Sobre la participación directa

Cartel publicitario de la plataforma #MarchamaloDecide. // Foto: Ayto. de Marchamalo.

Por Juan Palomeque Torres.

Desde el pasado 5 de noviembre y hasta el día 15 de este mes los vecinos de Marchamalo están llamados a tomar parte activa en la elaboración de los próximos presupuestos participativos marchamaleros del año 2021. Esta herramienta de participación directa que desde hace dos años viene realizando el Ayuntamiento de Marchamalo es una iniciativa que debería llevar a la reflexión conjunta de ciudadanos e instituciones de la provincia de Guadalajara. Los presupuestos participativos son un instrumento de empoderamiento local ciudadano que cuentan con una historia corta a pesar de haber conocido un desarrollo exponencial en las dos primeras décadas de nuestro siglo. Tanto el progreso tecnológico que ha venido a derivar en una nueva era de gestión y administración del poder público a través del espacio virtual como las exigencias de una autodeterminación real por parte de una sociedad cada vez más madura son las líneas de fuerza que posibilitan que iniciativas como la de Marchamalo tengan cada vez más peso en los gobiernos municipales de nuestro país.

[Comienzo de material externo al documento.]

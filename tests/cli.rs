use assert_cmd::Command;

mod common;

use common::write_classification_split;

#[test]
fn runs() {
    let mut cmd = Command::cargo_bin("maskpack").unwrap();
    cmd.assert().success();
}

#[test]
fn outputs_tool_name() {
    let mut cmd = Command::cargo_bin("maskpack").unwrap();
    cmd.arg("-V");
    cmd.assert().success().stdout("maskpack 0.1.0\n");
}

// Convert subcommand tests

#[test]
fn convert_unknown_mode_prints_diagnostic_and_succeeds() {
    let temp = tempfile::tempdir().expect("create temp dir");
    let mut cmd = Command::cargo_bin("maskpack").unwrap();
    cmd.arg("--root").arg(temp.path());
    cmd.args(["convert", "--mode", "validation"]);
    cmd.assert()
        .success()
        .stdout(predicates::str::contains("mode validation not defined!"));
}

#[test]
fn convert_train_writes_container() {
    let temp = tempfile::tempdir().expect("create temp dir");
    write_classification_split(&temp.path().join("train"), &["with_mask", "without_mask"], 2);

    let mut cmd = Command::cargo_bin("maskpack").unwrap();
    cmd.arg("--root").arg(temp.path());
    cmd.args(["convert", "--mode", "train", "--seed", "3"]);
    cmd.assert()
        .success()
        .stdout(predicates::str::contains("Converted mode 'train'"));

    assert!(temp.path().join("hdf5_train/train.h5").is_file());
}

#[test]
fn convert_missing_split_fails() {
    let temp = tempfile::tempdir().expect("create temp dir");
    let mut cmd = Command::cargo_bin("maskpack").unwrap();
    cmd.arg("--root").arg(temp.path().join("absent"));
    cmd.args(["convert", "--mode", "test"]);
    cmd.assert()
        .failure()
        .stderr(predicates::str::contains("Error:"));
}

#[test]
fn convert_reads_layout_file() {
    let temp = tempfile::tempdir().expect("create temp dir");
    write_classification_split(&temp.path().join("faces/test"), &["a", "b"], 1);
    let layout = "\
train_dir: faces/train
test_dir: faces/test
detection_images_dir: faces/detection/images
detection_labels_dir: faces/detection/labels
train_container: packed/train.bin
test_container: packed/test.bin
detection_container: packed/detection.bin
cropped_container: packed/cropped.bin
label_dict: packed/label.json
size_dict: packed/size.json
";
    let layout_path = temp.path().join("layout.yaml");
    std::fs::write(&layout_path, layout).expect("write layout");

    let mut cmd = Command::cargo_bin("maskpack").unwrap();
    cmd.arg("--layout").arg(&layout_path);
    cmd.args(["convert", "--mode", "test"]);
    cmd.assert().success();

    assert!(temp.path().join("packed/test.bin").is_file());
}

// Inspect subcommand tests

#[test]
fn inspect_unknown_dataset_prints_diagnostic_and_succeeds() {
    let temp = tempfile::tempdir().expect("create temp dir");
    let mut cmd = Command::cargo_bin("maskpack").unwrap();
    cmd.arg("--root").arg(temp.path());
    cmd.args(["inspect", "faces"]);
    cmd.assert()
        .success()
        .stdout(predicates::str::contains("dataset faces is not defined!"));
}

#[test]
fn inspect_single_person_reports_split_sizes() {
    let temp = tempfile::tempdir().expect("create temp dir");
    write_classification_split(&temp.path().join("train"), &["with_mask", "without_mask"], 2);
    write_classification_split(&temp.path().join("test"), &["with_mask", "without_mask"], 1);

    for mode in ["train", "test"] {
        let mut cmd = Command::cargo_bin("maskpack").unwrap();
        cmd.arg("--root").arg(temp.path());
        cmd.args(["convert", "--mode", mode]);
        cmd.assert().success();
    }

    let mut cmd = Command::cargo_bin("maskpack").unwrap();
    cmd.arg("--root").arg(temp.path());
    cmd.args(["inspect", "single_person", "--seed", "1"]);
    cmd.assert()
        .success()
        .stdout(predicates::str::contains("train: 4 sample(s)"))
        .stdout(predicates::str::contains("test:  2 sample(s)"))
        .stdout(predicates::str::contains("first train sample: 3x224x224"));
}

#[test]
fn inspect_missing_container_fails() {
    let temp = tempfile::tempdir().expect("create temp dir");
    let mut cmd = Command::cargo_bin("maskpack").unwrap();
    cmd.arg("--root").arg(temp.path());
    cmd.args(["inspect", "cropped"]);
    cmd.assert().failure();
}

Con unos orígenes que lo relacionan con el Foro Social Mundial (FSM), los presupuestos participativos nacieron a finales de los años 80 en la cuna del movimiento antiglobalización que es la ciudad brasileña de Porto Alegre. Es importante aclarar previamente que para entender acertadamente el ADN de este tipo de proyectos hay que acotar bien el sentido de época que imperó entre finales de los años 80 y la primera década de nuestro siglo actual. A pesar de que los presupuestos participativos surgen en Porto Alegre en 1989 (en plena desintegración del viejo orden de la Guerra Fría) y la primera edición del FSM no tuvo lugar hasta el año 2001, los presupuestos participativos tuvieron la lucidez de anticipar en un momento de cambio de época histórica las futuras preocupaciones que afectarán en 2001 a movimientos sociales e intelectuales del Foro inmersos ya entonces definitivamente en el nuevo orden global en que vivimos actualmente. En resumidas cuentas, lejos de tediosas argumentaciones que vengan a validar la correlación histórica existente entre las prácticas y acontecimientos señalados, lo que quiero plantear en realidad es que los presupuestos participativos deben de ser entendidos como un instrumento más de la caja de herramientas altermundista con la que los ciudadanos del siglo XXI podemos desarrollar mecanismos efectivos de contrapoder frente al orden social dominante de nuestro tiempo. Es a partir de ese punto de vista desde el que se podrá formular la idea de que los presupuestos participativos y el altermundismo por extensión son prácticas contemporáneas de resistencia a las reglas del juego que la ideología neoliberal establece.

Respecto a la percha de actualidad que hace pertinente este debate que planteo, hay que decir que la iniciativa que presenta el Ayuntamiento de Marchamalo no parece presentar objeción por ninguna parte. Se dispone de un sitio web donde los vecinos presentan sus demandas, se explican procedimientos y fechas y el resto de la solidez del proyecto se sustenta en la debida publicidad de la iniciativa y en los resultados reales que ya han aportado los presupuestos participativos de Marchamalo de los últimos dos años.

Por último, cabe volver a insistir desde una perspectiva más amplia que involucra al conjunto de la ciudadanía alcarreña en lo necesario que es apoyar este tipo de iniciativas que ayudan a crear una sociedad civil más fuerte y un espacio público virtuoso. La madurez política de nuestra ciudadanía está en juego en escenarios como este, y para ello es necesario reclamar a nuestros gobernantes que pongan en práctica instrumentos como este que pretenden conseguir una participación directa efectiva y real de la ciudadanía. Los presupuestos participativos proponen a nivel municipal espacios de gestión directa de los propios recursos que la ciudadanía genera, y, visto así, tiene todo el sentido del mundo demandar herramientas como esta que reivindican que los ciudadanos tengamos acceso a un mayor control de los recursos que como sociedad generamos. En este sentido, iniciativas como la que motiva la reflexión que preside este artículo avanzan hacia la canalización directa de las inquietudes ciudadanas que nos conciernen en tanto asuntos públicos. Los presupuestos participativos son un instrumento de participación directa que permite desarrollar una gestión madura de la convivencia comunitaria a nivel local, y es desde este punto de vista desde el que se hace necesario avanzar en la consolidación de procedimientos de participación directa que no confíen toda la gestión de la res publica a fórmulas de gobierno exclusivamente representativas que delegan en los gobernantes la toma de las decisiones que nos afectan al conjunto.